## Problem statement
For this exercise, write out exactly the lines from the line containing "let bytea: &[u8] = &[0xde, 0xad];" through the last line of the records, and no other lines.

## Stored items
/// Render a binary `numeric` as its decimal text.
///
/// The wire form is a header of digit count, weight, sign and display scale,
/// then base-10000 digits with the first one at 10000^weight.
fn render_numeric(raw: &[u8]) -> DriverResult<String> {
    if raw.len() < 8 {
        return Err("numeric value is too short".into());
    }
    let ndigits = usize::from(u16::from_be_bytes([raw[0], raw[1]]));
    let weight = i32::from(i16::from_be_bytes([raw[2], raw[3]]));
    let sign = u16::from_be_bytes([raw[4], raw[5]]);
    let dscale = usize::from(u16::from_be_bytes([raw[6], raw[7]]));

    match sign {
        NUMERIC_NAN => return Ok("NaN".to_string()),
        NUMERIC_PINF => return Ok("Infinity".to_string()),
        NUMERIC_NINF => return Ok("-Infinity".to_string()),
        NUMERIC_POS | NUMERIC_NEG => {}
        other => return Err(format!("invalid numeric sign {:#06x}", other).into()),
    }
    if raw.len() != 8 + ndigits * 2 {
        return Err("numeric digit count does not match its length".into());
    }

    let digits: Vec<u16> = raw[8..]
        .chunks_exact(2)
        .map(|c| u16::from_be_bytes([c[0], c[1]]))
        .collect();
    let digit = |i: i32| -> u16 {
        usize::try_from(i)
            .ok()
            .and_then(|i| digits.get(i).copied())
            .unwrap_or(0)
    };

    let mut out = String::new();
    if sign == NUMERIC_NEG {
        out.push('-');
    }
    if weight < 0 {
        out.push('0');
    } else {
        for i in 0..=weight {
            if i == 0 {
                write!(out, "{}", digit(i))?;
            } else {
                write!(out, "{:04}", digit(i))?;
            }
        }
    }

    if dscale > 0 {
        let mut fraction = String::new();
        let mut i = weight + 1;
        while fraction.len() < dscale {
            write!(fraction, "{:04}", digit(i))?;
            i += 1;
        }
        fraction.truncate(dscale);
        out.push('.');
        out.push_str(&fraction);
    }
    Ok(out)
}

#[cfg(test)]
mod tests {
    use super::*;

    fn numeric(weight: i16, sign: u16, dscale: u16, digits: &[u16]) -> Vec<u8> {
        let mut raw = Vec::new();
        raw.extend_from_slice(&(digits.len() as u16).to_be_bytes());
        raw.extend_from_slice(&weight.to_be_bytes());
        raw.extend_from_slice(&sign.to_be_bytes());
        raw.extend_from_slice(&dscale.to_be_bytes());
        for d in digits {
            raw.extend_from_slice(&d.to_be_bytes());
        }
        raw
    }

    fn decode(ty: &Type, raw: &[u8]) -> SqlValue {
        decode_column(ty, Some(raw)).unwrap()
    }

    fn bind(value: impl Into<SqlValue>, ty: &Type) -> std::result::Result<(Vec<u8>, Format), BoxError> {
        let param = sql_value_to_tosql(&value.into(), ty)?;
        let mut buf = BytesMut::new();
        match param.to_sql_checked(ty, &mut buf)? {
            IsNull::Yes => assert!(buf.is_empty()),
            IsNull::No => {}
        }
        Ok((buf.to_vec(), param.encode_format(ty)))
    }

    #[test]
    fn test_bind_native_types() {
        let (bytes, format) = bind("42", &Type::INT4).unwrap();
        assert_eq!(bytes, 42i32.to_be_bytes());
        assert!(matches!(format, Format::Binary));

        let (bytes, _) = bind(7, &Type::INT8).unwrap();
        assert_eq!(bytes, 7i64.to_be_bytes());

        let (bytes, _) = bind("1.5", &Type::FLOAT8).unwrap();
        assert_eq!(bytes, 1.5f64.to_be_bytes());

        let (bytes, _) = bind("true", &Type::BOOL).unwrap();
        assert_eq!(bytes, [1]);
    }

    #[test]
    fn test_bind_other_types_as_text() {
        for ty in [Type::DATE, Type::NUMERIC, Type::TIMESTAMP, Type::UUID, Type::TEXT] {
            let (bytes, format) = bind("2024-01-01", &ty).unwrap();
            assert_eq!(bytes, b"2024-01-01");
            assert!(matches!(format, Format::Text));
        }

        let (bytes, format) = bind(12, &Type::NUMERIC).unwrap();
        assert_eq!(bytes, b"12");
        assert!(matches!(format, Format::Text));

        let (bytes, _) = bind(SqlValue::Null, &Type::DATE).unwrap();
        assert!(bytes.is_empty());
    }

    #[test]
    fn test_bind_rejects_mismatched_values() {
        assert!(bind("abc", &Type::INT4).is_err());
        assert!(bind(70000, &Type::INT2).is_err());
        assert!(bind("maybe", &Type::BOOL).is_err());
        assert!(bind(true, &Type::FLOAT8).is_err());
    }

    #[test]
    fn test_value_coercions() {
        assert_eq!(as_int(&SqlValue::from(" 12 "), &Type::INT4).unwrap(), Some(12));
        assert!(as_int(&SqlValue::Float64(1.5), &Type::INT4).is_err());
        assert_eq!(as_int(&SqlValue::from("12"), &Type::INT4).unwrap(), Some(12));
        assert_eq!(as_int(&SqlValue::Bool(true), &Type::INT4).unwrap(), Some(1));
        assert_eq!(as_int(&SqlValue::Null, &Type::INT4).unwrap(), None);
        assert_eq!(as_float(&SqlValue::Int32(3), &Type::FLOAT8).unwrap(), Some(3.0));
        assert_eq!(as_bool(&SqlValue::from("F"), &Type::BOOL).unwrap(), Some(false));
        assert_eq!(as_bool(&SqlValue::Int64(2), &Type::BOOL).unwrap(), Some(true));
    }

    #[test]
    fn test_decode_native_types() {
        assert_eq!(decode(&Type::INT2, &5i16.to_be_bytes()), SqlValue::Int32(5));
        assert_eq!(decode(&Type::INT8, &9i64.to_be_bytes()), SqlValue::Int64(9));
        assert_eq!(decode(&Type::FLOAT8, &2.5f64.to_be_bytes()), SqlValue::Float64(2.5));
        assert_eq!(decode(&Type::BOOL, &[0]), SqlValue::Bool(false));
        assert_eq!(decode_column(&Type::NUMERIC, None).unwrap(), SqlValue::Null);
        assert_eq!(decode(&Type::VARCHAR, b"hello"), SqlValue::from("hello"));
    }

    #[test]
    fn test_decode_temporal_and_uuid() {
        // days since 2000-01-01
        let date = 8830i32.to_be_bytes();
        assert_eq!(decode(&Type::DATE, &date), SqlValue::from("2024-03-05"));

        // microseconds since 2000-01-01 00:00:00
        let micros = 8830i64 * 86_400_000_000 + 37_230_000_000 + 500_000;
        assert_eq!(
            decode(&Type::TIMESTAMP, &micros.to_be_bytes()),
            SqlValue::from("2024-03-05 10:20:30.5")
        );
        assert_eq!(
            decode(&Type::TIMESTAMPTZ, &micros.to_be_bytes()),
            SqlValue::from("2024-03-05 10:20:30.5+00")
        );

        let time = 37_230_000_000i64.to_be_bytes();
        assert_eq!(decode(&Type::TIME, &time), SqlValue::from("10:20:30"));

        let uuid: [u8; 16] = [
            0x67, 0xe5, 0x50, 0x44, 0x10, 0xb1, 0x42, 0x6f, 0x92, 0x47, 0xbb, 0x68, 0x0e, 0x5f,
            0xe0, 0xc8,
        ];
        assert_eq!(
            decode(&Type::UUID, &uuid),
            SqlValue::from("67e55044-10b1-426f-9247-bb680e5fe0c8")
        );
    }

    #[test]
    fn test_decode_json() {
        let mut jsonb = vec![1u8];
        jsonb.extend_from_slice(br#"{"a":1}"#);
        assert_eq!(decode(&Type::JSONB, &jsonb), SqlValue::from(r#"{"a":1}"#));
    }

    #[test]
    fn test_decode_unsupported_type_is_an_error() {
        let bytea: &[u8] = &[0xde, 0xad];
        assert!(decode_column(&Type::BYTEA, Some(bytea)).is_err());
        let short: &[u8] = &[0, 1];
        assert!(decode_column(&Type::INT4, Some(short)).is_err());
    }

    #[test]
    fn test_render_numeric() {
        assert_eq!(render_numeric(&numeric(0, NUMERIC_POS, 2, &[123, 4500])).unwrap(), "123.45");
        assert_eq!(render_numeric(&numeric(0, NUMERIC_POS, 0, &[])).unwrap(), "0");
        assert_eq!(render_numeric(&numeric(1, NUMERIC_POS, 0, &[2])).unwrap(), "20000");
        assert_eq!(render_numeric(&numeric(1, NUMERIC_POS, 0, &[1234, 5678])).unwrap(), "12345678");
        assert_eq!(render_numeric(&numeric(-1, NUMERIC_NEG, 1, &[5000])).unwrap(), "-0.5");
        assert_eq!(render_numeric(&numeric(-2, NUMERIC_POS, 8, &[1234])).unwrap(), "0.00001234");
        assert_eq!(render_numeric(&numeric(0, NUMERIC_NAN, 0, &[])).unwrap(), "NaN");
        assert!(render_numeric(&[0, 1]).is_err());
        assert!(render_numeric(&numeric(0, 0x1234, 0, &[])).is_err());
    }
}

## Exercise answer
        let bytea: &[u8] = &[0xde, 0xad];
        assert!(decode_column(&Type::BYTEA, Some(bytea)).is_err());
        let short: &[u8] = &[0, 1];
        assert!(decode_column(&Type::INT4, Some(short)).is_err());
    }

    #[test]
    fn test_render_numeric() {
        assert_eq!(render_numeric(&numeric(0, NUMERIC_POS, 2, &[123, 4500])).unwrap(), "123.45");
        assert_eq!(render_numeric(&numeric(0, NUMERIC_POS, 0, &[])).unwrap(), "0");
        assert_eq!(render_numeric(&numeric(1, NUMERIC_POS, 0, &[2])).unwrap(), "20000");
        assert_eq!(render_numeric(&numeric(1, NUMERIC_POS, 0, &[1234, 5678])).unwrap(), "12345678");
        assert_eq!(render_numeric(&numeric(-1, NUMERIC_NEG, 1, &[5000])).unwrap(), "-0.5");
        assert_eq!(render_numeric(&numeric(-2, NUMERIC_POS, 8, &[1234])).unwrap(), "0.00001234");
        assert_eq!(render_numeric(&numeric(0, NUMERIC_NAN, 0, &[])).unwrap(), "NaN");
        assert!(render_numeric(&[0, 1]).is_err());
        assert!(render_numeric(&numeric(0, 0x1234, 0, &[])).is_err());
    }
}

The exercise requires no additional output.